* [Task material]:
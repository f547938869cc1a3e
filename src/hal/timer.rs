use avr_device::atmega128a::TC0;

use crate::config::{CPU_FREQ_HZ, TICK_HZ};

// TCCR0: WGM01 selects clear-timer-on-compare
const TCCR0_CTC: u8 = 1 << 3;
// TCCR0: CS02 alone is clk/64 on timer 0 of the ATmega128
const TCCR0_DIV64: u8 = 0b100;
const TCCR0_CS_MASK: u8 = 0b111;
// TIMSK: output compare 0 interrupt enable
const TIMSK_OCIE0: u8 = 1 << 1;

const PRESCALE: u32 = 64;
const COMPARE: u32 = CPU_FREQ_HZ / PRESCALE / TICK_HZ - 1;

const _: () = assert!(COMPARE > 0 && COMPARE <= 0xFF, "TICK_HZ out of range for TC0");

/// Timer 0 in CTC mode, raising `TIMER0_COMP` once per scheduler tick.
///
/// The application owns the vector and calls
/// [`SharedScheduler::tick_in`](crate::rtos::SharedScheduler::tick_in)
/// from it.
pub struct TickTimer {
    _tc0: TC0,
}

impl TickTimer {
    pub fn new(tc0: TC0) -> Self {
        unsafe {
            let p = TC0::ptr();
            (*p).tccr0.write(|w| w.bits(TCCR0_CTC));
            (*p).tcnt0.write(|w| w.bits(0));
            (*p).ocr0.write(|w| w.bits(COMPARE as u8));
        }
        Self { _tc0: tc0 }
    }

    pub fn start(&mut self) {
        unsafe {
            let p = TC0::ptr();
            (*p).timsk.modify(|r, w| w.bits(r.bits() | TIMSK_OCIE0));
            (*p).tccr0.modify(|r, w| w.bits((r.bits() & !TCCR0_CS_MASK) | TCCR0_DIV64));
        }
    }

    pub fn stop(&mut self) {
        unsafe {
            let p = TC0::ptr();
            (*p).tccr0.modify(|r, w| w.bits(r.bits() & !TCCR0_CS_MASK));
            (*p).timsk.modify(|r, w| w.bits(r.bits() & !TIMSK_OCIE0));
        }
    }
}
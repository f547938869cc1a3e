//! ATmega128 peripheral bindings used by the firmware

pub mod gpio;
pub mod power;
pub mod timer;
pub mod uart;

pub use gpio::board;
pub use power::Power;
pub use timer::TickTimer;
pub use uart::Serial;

* * *

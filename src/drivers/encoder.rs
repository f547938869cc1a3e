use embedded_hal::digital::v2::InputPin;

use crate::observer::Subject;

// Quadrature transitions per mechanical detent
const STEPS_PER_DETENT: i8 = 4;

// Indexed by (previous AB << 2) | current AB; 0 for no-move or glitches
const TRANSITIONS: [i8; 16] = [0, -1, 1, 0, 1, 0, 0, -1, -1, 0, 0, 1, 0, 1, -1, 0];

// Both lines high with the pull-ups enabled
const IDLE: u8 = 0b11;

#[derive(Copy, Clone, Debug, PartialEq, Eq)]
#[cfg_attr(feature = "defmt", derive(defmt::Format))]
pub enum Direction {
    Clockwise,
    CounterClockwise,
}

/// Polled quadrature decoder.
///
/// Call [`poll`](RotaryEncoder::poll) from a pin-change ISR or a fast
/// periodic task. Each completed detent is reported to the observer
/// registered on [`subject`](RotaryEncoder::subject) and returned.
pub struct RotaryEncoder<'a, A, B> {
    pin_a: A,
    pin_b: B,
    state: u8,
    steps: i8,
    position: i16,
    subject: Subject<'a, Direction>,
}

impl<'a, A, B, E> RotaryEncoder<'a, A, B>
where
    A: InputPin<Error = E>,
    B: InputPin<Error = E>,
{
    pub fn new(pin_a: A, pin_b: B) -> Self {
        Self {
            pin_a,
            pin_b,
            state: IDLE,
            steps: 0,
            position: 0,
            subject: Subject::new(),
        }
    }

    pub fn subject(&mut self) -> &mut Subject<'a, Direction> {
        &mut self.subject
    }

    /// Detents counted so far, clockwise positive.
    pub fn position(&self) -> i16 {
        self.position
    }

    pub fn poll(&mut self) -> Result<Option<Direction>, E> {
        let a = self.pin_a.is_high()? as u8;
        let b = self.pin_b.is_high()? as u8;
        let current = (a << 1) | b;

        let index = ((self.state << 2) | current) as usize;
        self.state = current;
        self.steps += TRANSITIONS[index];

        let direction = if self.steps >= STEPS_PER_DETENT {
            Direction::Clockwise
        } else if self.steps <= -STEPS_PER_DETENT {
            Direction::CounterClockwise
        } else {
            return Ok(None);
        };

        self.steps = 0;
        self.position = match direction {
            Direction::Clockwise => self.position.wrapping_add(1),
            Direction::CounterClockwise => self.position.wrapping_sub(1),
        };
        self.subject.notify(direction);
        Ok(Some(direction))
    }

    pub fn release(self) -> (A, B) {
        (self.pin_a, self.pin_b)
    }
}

* [Exercise prompt]:
Could you copy out every line in the material above that contains the string "else"?

* [Finished exercise]:
        } else if self.steps <= -STEPS_PER_DETENT {
        } else {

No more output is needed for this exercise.